Stored dataset items

------------------------------------------------------------

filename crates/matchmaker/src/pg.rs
//! PostgreSQL-backed [`MatchStore`] delegating to the repository layer.

use async_trait::async_trait;
use rvb_core::team::Team;
use rvb_core::types::DbId;
use rvb_db::models::lab_session::LabSession;
use rvb_db::models::match_request::{CreateMatchRequest, MatchRequest};
use rvb_db::repositories::{LabSessionRepo, MatchRequestRepo, PairingRepo};
use rvb_db::DbPool;

use crate::store::{MatchStore, PairOutcome, StoreError};

/// Production store over a PostgreSQL pool.
#[derive(Clone)]
pub struct PgMatchStore {
    pool: DbPool,
}

impl PgMatchStore {
    pub fn new(pool: DbPool) -> Self {
        Self { pool }
    }

    pub fn pool(&self) -> &DbPool {
        &self.pool
    }
}

#[async_trait]
impl MatchStore for PgMatchStore {
    async fn find_active_request(
        &self,
        user_id: DbId,
        lab_id: DbId,
        team: Team,
    ) -> Result<Option<MatchRequest>, StoreError> {
        Ok(MatchRequestRepo::find_active(&self.pool, user_id, lab_id, team).await?)
    }

    async fn create_request(
        &self,
        input: &CreateMatchRequest,
    ) -> Result<MatchRequest, StoreError> {
        Ok(MatchRequestRepo::create(&self.pool, input).await?)
    }

    async fn get_request(&self, id: DbId) -> Result<Option<MatchRequest>, StoreError> {
        Ok(MatchRequestRepo::find_by_id(&self.pool, id).await?)
    }

    async fn find_waiting_counterpart(
        &self,
        lab_id: DbId,
        team: Team,
        exclude_user_id: DbId,
    ) -> Result<Option<MatchRequest>, StoreError> {
        Ok(
            MatchRequestRepo::find_waiting_counterpart(&self.pool, lab_id, team, exclude_user_id)
                .await?,
        )
    }

    async fn mark_matched(
        &self,
        id: DbId,
        partner_id: DbId,
        partner_username: &str,
        session_id: DbId,
    ) -> Result<bool, StoreError> {
        Ok(
            MatchRequestRepo::mark_matched(&self.pool, id, partner_id, partner_username, session_id)
                .await?,
        )
    }

    async fn cancel_request(&self, id: DbId) -> Result<bool, StoreError> {
        Ok(MatchRequestRepo::cancel(&self.pool, id).await?)
    }

    async fn create_session(
        &self,
        lab_id: DbId,
        attacker_user_id: DbId,
        defender_user_id: DbId,
    ) -> Result<LabSession, StoreError> {
        Ok(LabSessionRepo::create(&self.pool, lab_id, attacker_user_id, defender_user_id).await?)
    }

    async fn get_session(&self, id: DbId) -> Result<Option<LabSession>, StoreError> {
        Ok(LabSessionRepo::find_by_id(&self.pool, id).await?)
    }

    async fn abandon_session(&self, id: DbId) -> Result<bool, StoreError> {
        Ok(LabSessionRepo::mark_abandoned(&self.pool, id).await?)
    }

    /// Transactional pairing: counterpart lock, session insert, and both
    /// claims commit or roll back as one step, so no lost-race session ever
    /// exists for anyone to observe. `SKIP LOCKED` turns a competing
    /// initiator's lock into "no counterpart right now" rather than a wait.
    async fn pair(&self, own: &MatchRequest) -> Result<PairOutcome, StoreError> {
        match PairingRepo::pair_with_counterpart(&self.pool, own).await? {
            Some((session, partner)) => Ok(PairOutcome::Paired { session, partner }),
            None => Ok(PairOutcome::NoCounterpart),
        }
    }
}
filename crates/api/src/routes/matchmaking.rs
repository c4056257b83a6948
//! Route definitions for the `/matchmaking` resource.

use axum::routing::{get, post};
use axum::Router;

use crate::handlers::matchmaking;
use crate::state::AppState;

/// Routes mounted at `/matchmaking`.
///
/// ```text
/// POST   /join              -> join
/// GET    /requests/{id}     -> get_request
/// DELETE /requests/{id}     -> cancel_request
/// ```
pub fn router() -> Router<AppState> {
    Router::new()
        .route("/join", post(matchmaking::join))
        .route(
            "/requests/{id}",
            get(matchmaking::get_request).delete(matchmaking::cancel_request),
        )
}
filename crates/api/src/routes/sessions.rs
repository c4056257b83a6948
//! Route definitions for the `/sessions` resource.

use axum::routing::{get, post};
use axum::Router;

use crate::handlers::sessions;
use crate::state::AppState;

/// Routes mounted at `/sessions`.
///
/// ```text
/// GET    /{id}          -> get_session
/// POST   /{id}/leave    -> leave_session
/// ```
pub fn router() -> Router<AppState> {
    Router::new()
        .route("/{id}", get(sessions::get_session))
        .route("/{id}/leave", post(sessions::leave_session))
}
//! Route definitions for the read-only `/labs` catalog.

use axum::routing::get;
use axum::Router;

use crate::handlers::labs;
use crate::state::AppState;

/// Routes mounted at `/labs`.
///
/// ```text
/// GET    /          -> list_labs
/// GET    /{id}      -> get_lab
/// ```
pub fn router() -> Router<AppState> {
    Router::new()
        .route("/", get(labs::list_labs))
        .route("/{id}", get(labs::get_lab))
}
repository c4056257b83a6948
//! Registry of live coordinator and watchdog tasks.
//!
//! The HTTP surface is stateless per request, but each joined participant
//! owns a running [`CoordinatorHandle`]; the registry keys them by request
//! id so poll and cancel endpoints attach to the running state machine.
//! It also bridges task state onto the [`EventBus`]: every phase change and
//! watchdog observation is published for the WebSocket feed.

use std::collections::HashMap;
use std::sync::Arc;
use std::time::Duration;

use rvb_core::types::DbId;
use rvb_events::{ChangeEvent, EventBus};
use rvb_matchmaker::{
    CoordinatorHandle, MatchStore, Phase, SessionView, SessionWatchdog, Snapshot, WatchdogConfig,
    WatchdogHandle,
};
use tokio::sync::RwLock;

/// How long a terminal coordinator stays pollable before it is evicted.
const DEFAULT_COORDINATOR_RETENTION: Duration = Duration::from_secs(30);

pub struct CoordinatorRegistry {
    coordinators: RwLock<HashMap<DbId, CoordinatorHandle>>,
    /// Watchdogs keyed by session id; deduplicates the case where both
    /// participants of a session are served by this process.
    watchdogs: RwLock<HashMap<DbId, WatchdogHandle>>,
    /// Grace before a finished coordinator is dropped from the map, so a
    /// client's final poll can still observe the terminal snapshot.
    retention: Duration,
}

impl Default for CoordinatorRegistry {
    fn default() -> Self {
        Self::new()
    }
}

impl CoordinatorRegistry {
    pub fn new() -> Self {
        Self::with_retention(DEFAULT_COORDINATOR_RETENTION)
    }

    pub fn with_retention(retention: Duration) -> Self {
        Self {
            coordinators: RwLock::new(HashMap::new()),
            watchdogs: RwLock::new(HashMap::new()),
            retention,
        }
    }

    /// Register a freshly started coordinator and start forwarding its
    /// phase changes onto the event bus.
    pub async fn attach(
        self: &Arc<Self>,
        handle: CoordinatorHandle,
        store: Arc<dyn MatchStore>,
        bus: Arc<EventBus>,
        lab_id: DbId,
        watchdog_config: WatchdogConfig,
    ) -> Snapshot {
        let request_id = handle.request_id();
        let snapshot = handle.snapshot();
        let rx = handle.subscribe();
        self.coordinators.write().await.insert(request_id, handle);

        let registry = Arc::clone(self);
        tokio::spawn(async move {
            let mut rx = rx;
            loop {
                let snapshot = rx.borrow_and_update().clone();
                bus.publish(
                    ChangeEvent::new(phase_event_type(&snapshot.phase))
                        .with_lab(lab_id)
                        .with_entity(snapshot.request_id)
                        .with_payload(
                            serde_json::to_value(&snapshot).unwrap_or_default(),
                        ),
                );

                if let Phase::Matched { session_id } | Phase::Redirected { session_id, .. } =
                    snapshot.phase
                {
                    registry
                        .watch_session(
                            Arc::clone(&store),
                            Arc::clone(&bus),
                            session_id,
                            lab_id,
                            watchdog_config.clone(),
                        )
                        .await;
                }

                if matches!(
                    snapshot.phase,
                    Phase::Redirected { .. } | Phase::Cancelled | Phase::Failed { .. }
                ) {
                    break;
                }
                if rx.changed().await.is_err() {
                    break;
                }
            }

            // Keep the terminal snapshot pollable briefly, then drop the
            // entry so finished coordinators do not accumulate. A rejoin may
            // have registered a fresh handle under the same request id in the
            // meantime; only a finished one is evicted.
            tokio::time::sleep(registry.retention).await;
            let mut coordinators = registry.coordinators.write().await;
            if coordinators
                .get(&request_id)
                .is_some_and(|h| h.is_finished())
            {
                coordinators.remove(&request_id);
                tracing::debug!(request_id, "Evicted finished coordinator");
            }
        });

        snapshot
    }

    /// Start a watchdog for `session_id` unless one is already running, and
    /// forward what it observes onto the event bus.
    pub async fn watch_session(
        self: &Arc<Self>,
        store: Arc<dyn MatchStore>,
        bus: Arc<EventBus>,
        session_id: DbId,
        lab_id: DbId,
        config: WatchdogConfig,
    ) {
        let mut watchdogs = self.watchdogs.write().await;
        if let Some(existing) = watchdogs.get(&session_id) {
            if !existing.is_finished() {
                return;
            }
        }

        let handle = SessionWatchdog::spawn(store, session_id, config);
        let mut rx = handle.subscribe();
        watchdogs.insert(session_id, handle);
        drop(watchdogs);

        let registry = Arc::clone(self);
        tokio::spawn(async move {
            while rx.changed().await.is_ok() {
                let view = *rx.borrow_and_update();
                let event_type = match view {
                    SessionView::Active => continue,
                    SessionView::Abandoned => "lab_session.abandoned",
                    SessionView::Expired => "lab_session.expired",
                };
                bus.publish(
                    ChangeEvent::new(event_type)
                        .with_lab(lab_id)
                        .with_entity(session_id),
                );
                if view == SessionView::Expired {
                    registry.watchdogs.write().await.remove(&session_id);
                    return;
                }
            }
        });
    }

    /// Snapshot of a live (or finished-but-retained) coordinator.
    pub async fn snapshot(&self, request_id: DbId) -> Option<Snapshot> {
        self.coordinators
            .read()
            .await
            .get(&request_id)
            .map(|h| h.snapshot())
    }

    /// Whether a coordinator for this request is registered and still
    /// running.
    pub async fn is_live(&self, request_id: DbId) -> bool {
        self.coordinators
            .read()
            .await
            .get(&request_id)
            .is_some_and(|h| !h.is_finished())
    }

    /// Remove and return the coordinator for a request, if any.
    pub async fn take(&self, request_id: DbId) -> Option<CoordinatorHandle> {
        self.coordinators.write().await.remove(&request_id)
    }

    pub async fn coordinator_count(&self) -> usize {
        self.coordinators.read().await.len()
    }

    /// Tear down every registered task; waiting coordinators withdraw their
    /// requests on the way out.
    pub async fn shutdown_all(&self) {
        let coordinators: Vec<_> = {
            let mut map = self.coordinators.write().await;
            map.drain().map(|(_, h)| h).collect()
        };
        let count = coordinators.len();
        for handle in coordinators {
            handle.shutdown_and_wait().await;
        }

        let watchdogs: Vec<_> = {
            let mut map = self.watchdogs.write().await;
            map.drain().map(|(_, h)| h).collect()
        };
        for handle in watchdogs {
            handle.stop_and_wait().await;
        }
        tracing::info!(count, "Coordinator registry shut down");
    }
}

fn phase_event_type(phase: &Phase) -> &'static str {
    match phase {
        Phase::Waiting => "matchmaking.waiting",
        Phase::Matched { .. } => "matchmaking.matched",
        Phase::Redirected { .. } => "matchmaking.redirected",
        Phase::Cancelled => "matchmaking.cancelled",
        Phase::Failed { .. } => "matchmaking.failed",
    }
}
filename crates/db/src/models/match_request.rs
//! Match request models: one participant's declared intent to play a
//! specific lab on a specific side.

use rvb_core::team::{Team, TeamId};
use rvb_core::types::{DbId, Timestamp};
use serde::{Deserialize, Serialize};
use sqlx::FromRow;

use super::status::{RequestStatus, StatusId};

/// A row from the `match_requests` table.
///
/// While `status_id` is `Waiting` the partner columns and `session_id` are
/// null; once the row is `Matched` all three are set and both requests of a
/// pair reference the same session.
#[derive(Debug, Clone, FromRow, Serialize)]
pub struct MatchRequest {
    pub id: DbId,
    pub lab_id: DbId,
    pub team: TeamId,
    pub user_id: DbId,
    pub username: String,
    pub status_id: StatusId,
    pub partner_id: Option<DbId>,
    pub partner_username: Option<String>,
    pub session_id: Option<DbId>,
    pub created_at: Timestamp,
    pub updated_at: Timestamp,
}

impl MatchRequest {
    pub fn is_waiting(&self) -> bool {
        self.status_id == RequestStatus::Waiting.id()
    }

    pub fn is_matched(&self) -> bool {
        self.status_id == RequestStatus::Matched.id()
    }

    pub fn is_cancelled(&self) -> bool {
        self.status_id == RequestStatus::Cancelled.id()
    }
}

/// DTO for inserting a new waiting request.
#[derive(Debug, Clone, Deserialize)]
pub struct CreateMatchRequest {
    pub lab_id: DbId,
    pub team: Team,
    pub user_id: DbId,
    pub username: String,
}
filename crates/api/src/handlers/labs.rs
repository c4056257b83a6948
//! Handlers for the read-only `/labs` catalog.
//!
//! Lab content is authored elsewhere; the matchmaking service only lists
//! what can be joined.

use axum::extract::{Path, State};
use axum::response::IntoResponse;
use axum::Json;
use rvb_core::error::CoreError;
use rvb_core::types::DbId;
use rvb_db::repositories::LabRepo;

use crate::error::{AppError, AppResult};
use crate::response::DataResponse;
use crate::state::AppState;

/// GET /api/v1/labs
///
/// List all labs, newest first.
pub async fn list_labs(State(state): State<AppState>) -> AppResult<impl IntoResponse> {
    let labs = LabRepo::list(&state.pool).await?;
    Ok(Json(DataResponse { data: labs }))
}

/// GET /api/v1/labs/{id}
pub async fn get_lab(
    State(state): State<AppState>,
    Path(lab_id): Path<DbId>,
) -> AppResult<impl IntoResponse> {
    let lab = LabRepo::find_by_id(&state.pool, lab_id)
        .await?
        .ok_or(AppError::Core(CoreError::NotFound {
            entity: "Lab",
            id: lab_id,
        }))?;
    Ok(Json(DataResponse { data: lab }))
}
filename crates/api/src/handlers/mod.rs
//! Request handlers, grouped by resource.

pub mod labs;
pub mod matchmaking;
pub mod sessions;
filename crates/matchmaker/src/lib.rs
//! Peer-discovered matchmaking for Red vs Blue lab sessions.
//!
//! Two participants who picked the same lab on opposite teams find each
//! other without a central matchmaking process: each runs a [`Coordinator`]
//! — a polling state machine — against the same store, and the only
//! synchronization primitive is the conditional `waiting -> matched` update
//! on a request row. Whichever side's conditional update lands first wins
//! the pairing; the loser discards any session it created and keeps
//! polling.
//!
//! The store seam is the [`MatchStore`](store::MatchStore) trait:
//! [`PgMatchStore`](pg::PgMatchStore) backs it with PostgreSQL (where the
//! whole pairing additionally collapses into one transaction), and
//! [`MemoryStore`](memory::MemoryStore) backs it with a mutex-guarded map
//! for tests and local tooling.

pub mod coordinator;
pub mod memory;
pub mod pg;
pub mod store;
pub mod watchdog;

pub use coordinator::{
    Coordinator, CoordinatorConfig, CoordinatorHandle, MatchParams, Phase, Snapshot,
};
pub use pg::PgMatchStore;
pub use store::{MatchStore, PairOutcome, StoreError};
pub use watchdog::{SessionView, SessionWatchdog, WatchdogConfig, WatchdogHandle};
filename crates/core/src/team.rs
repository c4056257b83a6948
//! The side a participant plays in a lab engagement.

use serde::{Deserialize, Serialize};

/// SMALLINT representation of a team in the database.
pub type TeamId = i16;

/// Which side of an engagement a participant plays.
///
/// Discriminants match the values stored in the `team` column of
/// `match_requests` (and implied by the attacker/defender columns of
/// `lab_sessions`).
#[repr(i16)]
#[derive(Debug, Clone, Copy, PartialEq, Eq, Hash, Serialize, Deserialize)]
#[serde(rename_all = "lowercase")]
pub enum Team {
    Attacker = 1,
    Defender = 2,
}

impl Team {
    /// Return the database column value.
    pub fn id(self) -> TeamId {
        self as TeamId
    }

    /// The side a compatible counterpart must be playing.
    pub fn opposite(self) -> Team {
        match self {
            Team::Attacker => Team::Defender,
            Team::Defender => Team::Attacker,
        }
    }

    pub fn as_str(self) -> &'static str {
        match self {
            Team::Attacker => "attacker",
            Team::Defender => "defender",
        }
    }
}

impl From<Team> for TeamId {
    fn from(value: Team) -> Self {
        value as TeamId
    }
}

impl TryFrom<TeamId> for Team {
    type Error = crate::error::CoreError;

    fn try_from(value: TeamId) -> Result<Self, Self::Error> {
        match value {
            1 => Ok(Team::Attacker),
            2 => Ok(Team::Defender),
            other => Err(crate::error::CoreError::Validation(format!(
                "Unknown team id: {other}"
            ))),
        }
    }
}

impl std::fmt::Display for Team {
    fn fmt(&self, f: &mut std::fmt::Formatter<'_>) -> std::fmt::Result {
        f.write_str(self.as_str())
    }
}

#[cfg(test)]
mod tests {
    use super::*;

    #[test]
    fn opposite_is_involutive() {
        assert_eq!(Team::Attacker.opposite(), Team::Defender);
        assert_eq!(Team::Defender.opposite(), Team::Attacker);
        assert_eq!(Team::Attacker.opposite().opposite(), Team::Attacker);
    }

    #[test]
    fn round_trips_through_team_id() {
        for team in [Team::Attacker, Team::Defender] {
            assert_eq!(Team::try_from(team.id()).unwrap(), team);
        }
        assert!(Team::try_from(0).is_err());
        assert!(Team::try_from(3).is_err());
    }

    #[test]
    fn serializes_as_lowercase_string() {
        assert_eq!(serde_json::to_string(&Team::Attacker).unwrap(), "\"attacker\"");
        let parsed: Team = serde_json::from_str("\"defender\"").unwrap();
        assert_eq!(parsed, Team::Defender);
    }
}
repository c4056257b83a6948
//! PostgreSQL layer: pool construction, embedded migrations, row models and
//! repositories for the matchmaking tables.

use sqlx::postgres::PgPoolOptions;

pub mod models;
pub mod repositories;

pub type DbPool = sqlx::PgPool;

/// Create a connection pool from a database URL.
pub async fn create_pool(database_url: &str) -> Result<DbPool, sqlx::Error> {
    PgPoolOptions::new()
        .max_connections(20)
        .connect(database_url)
        .await
}

/// Cheap connectivity probe used by `/health` and startup checks.
pub async fn health_check(pool: &DbPool) -> Result<(), sqlx::Error> {
    sqlx::query("SELECT 1").execute(pool).await?;
    Ok(())
}

/// Apply all pending migrations from `db/migrations`.
pub async fn run_migrations(pool: &DbPool) -> Result<(), sqlx::migrate::MigrateError> {
    sqlx::migrate!("../../db/migrations").run(pool).await
}
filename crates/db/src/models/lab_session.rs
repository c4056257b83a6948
//! Lab session models: the live paired engagement between exactly one
//! attacker and one defender.

use rvb_core::types::{DbId, Timestamp};
use serde::Serialize;
use sqlx::FromRow;

use super::status::{SessionStatus, StatusId};

/// A row from the `lab_sessions` table.
///
/// The attacker and defender user ids are distinct (database CHECK) and
/// fixed for the lifetime of the session.
#[derive(Debug, Clone, FromRow, Serialize)]
pub struct LabSession {
    pub id: DbId,
    pub lab_id: DbId,
    pub attacker_user_id: DbId,
    pub defender_user_id: DbId,
    pub status_id: StatusId,
    pub created_at: Timestamp,
}

impl LabSession {
    pub fn is_active(&self) -> bool {
        self.status_id == SessionStatus::Active.id()
    }

    pub fn is_abandoned(&self) -> bool {
        self.status_id == SessionStatus::Abandoned.id()
    }
}
//! Abandonment detection for a joined lab session.
//!
//! A participant inside a session learns that the other side left the same
//! way everything else here works: by polling the shared row. The watchdog
//! re-reads the session on an interval and, once it stops being `active`,
//! holds for a short grace period (the partner may be mid-reconnect) before
//! declaring the session expired.

use std::sync::Arc;
use std::time::Duration;

use rvb_core::types::DbId;
use serde::Serialize;
use tokio::sync::watch;
use tokio::task::JoinHandle;
use tokio_util::sync::CancellationToken;

use crate::store::MatchStore;

#[derive(Debug, Clone)]
pub struct WatchdogConfig {
    pub poll_interval: Duration,
    /// How long a non-active session may linger before [`SessionView::Expired`]
    /// is announced.
    pub grace: Duration,
}

impl Default for WatchdogConfig {
    fn default() -> Self {
        Self {
            poll_interval: Duration::from_secs(2),
            grace: Duration::from_secs(3),
        }
    }
}

/// What the watchdog currently believes about the session.
#[derive(Debug, Clone, Copy, PartialEq, Eq, Serialize)]
#[serde(rename_all = "snake_case")]
pub enum SessionView {
    Active,
    /// The row left `active` (or vanished); the grace period is running.
    Abandoned,
    /// Terminal: the grace period elapsed without the session coming back.
    Expired,
}

/// Handle to a running watchdog task.
pub struct WatchdogHandle {
    state: watch::Receiver<SessionView>,
    cancel: CancellationToken,
    task: JoinHandle<()>,
}

impl WatchdogHandle {
    pub fn view(&self) -> SessionView {
        *self.state.borrow()
    }

    pub fn subscribe(&self) -> watch::Receiver<SessionView> {
        self.state.clone()
    }

    /// Stop watching. Idempotent; the session row is left untouched.
    pub fn stop(&self) {
        self.cancel.cancel();
    }

    pub async fn stop_and_wait(self) {
        self.cancel.cancel();
        let _ = self.task.await;
    }

    pub fn is_finished(&self) -> bool {
        self.task.is_finished()
    }
}

pub struct SessionWatchdog;

impl SessionWatchdog {
    /// Watch `session_id` until it expires or the handle is stopped.
    pub fn spawn(
        store: Arc<dyn MatchStore>,
        session_id: DbId,
        config: WatchdogConfig,
    ) -> WatchdogHandle {
        let (tx, rx) = watch::channel(SessionView::Active);
        let cancel = CancellationToken::new();
        let task_cancel = cancel.clone();

        let task = tokio::spawn(async move {
            run(store, session_id, config, tx, task_cancel).await;
        });

        WatchdogHandle {
            state: rx,
            cancel,
            task,
        }
    }
}

async fn run(
    store: Arc<dyn MatchStore>,
    session_id: DbId,
    config: WatchdogConfig,
    state: watch::Sender<SessionView>,
    cancel: CancellationToken,
) {
    let mut interval = tokio::time::interval(config.poll_interval);
    interval.set_missed_tick_behavior(tokio::time::MissedTickBehavior::Delay);

    loop {
        tokio::select! {
            _ = cancel.cancelled() => {
                tracing::debug!(session_id, "Session watchdog stopped");
                return;
            }
            _ = interval.tick() => {}
        }

        let active = match store.get_session(session_id).await {
            // A missing row means the session was flushed; treat it the
            // same as an abandoned one.
            Ok(row) => row.map(|s| s.is_active()).unwrap_or(false),
            Err(e) if !e.is_fatal() => {
                tracing::warn!(session_id, error = %e, "Transient store error in session watchdog");
                continue;
            }
            Err(e) => {
                tracing::error!(session_id, error = %e, "Fatal store error; session watchdog stopped");
                return;
            }
        };

        if active {
            continue;
        }

        tracing::info!(session_id, grace = ?config.grace, "Session no longer active; grace period started");
        let _ = state.send(SessionView::Abandoned);

        tokio::select! {
            _ = cancel.cancelled() => return,
            _ = tokio::time::sleep(config.grace) => {}
        }

        // One confirming read after the grace period. A session that came
        // back (an administrative restore) resumes normal watching.
        match store.get_session(session_id).await {
            Ok(Some(row)) if row.is_active() => {
                tracing::info!(session_id, "Session active again after grace period");
                let _ = state.send(SessionView::Active);
                continue;
            }
            Ok(_) => {}
            Err(e) => {
                tracing::warn!(session_id, error = %e, "Confirming read failed; treating session as expired");
            }
        }

        tracing::info!(session_id, "Session expired");
        let _ = state.send(SessionView::Expired);
        return;
    }
}
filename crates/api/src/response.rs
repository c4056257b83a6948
//! Shared response envelope types for API handlers.
//!
//! All API responses use a `{ "data": ... }` envelope. Use [`DataResponse`]
//! instead of ad-hoc `serde_json::json!({ "data": ... })` to get
//! compile-time type safety and consistent serialization.

use serde::Serialize;

/// Standard `{ "data": T }` response envelope.
#[derive(Debug, Serialize)]
pub struct DataResponse<T: Serialize> {
    pub data: T,
}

------------------------------------------------------------

REQUIRED WORK
If a line in the records holds the string "PostgreSQL", copy it.

SOLUTION FOR THIS PROBLEM
//! PostgreSQL-backed [`MatchStore`] delegating to the repository layer.
/// Production store over a PostgreSQL pool.
//! [`PgMatchStore`](pg::PgMatchStore) backs it with PostgreSQL (where the
//! PostgreSQL layer: pool construction, embedded migrations, row models and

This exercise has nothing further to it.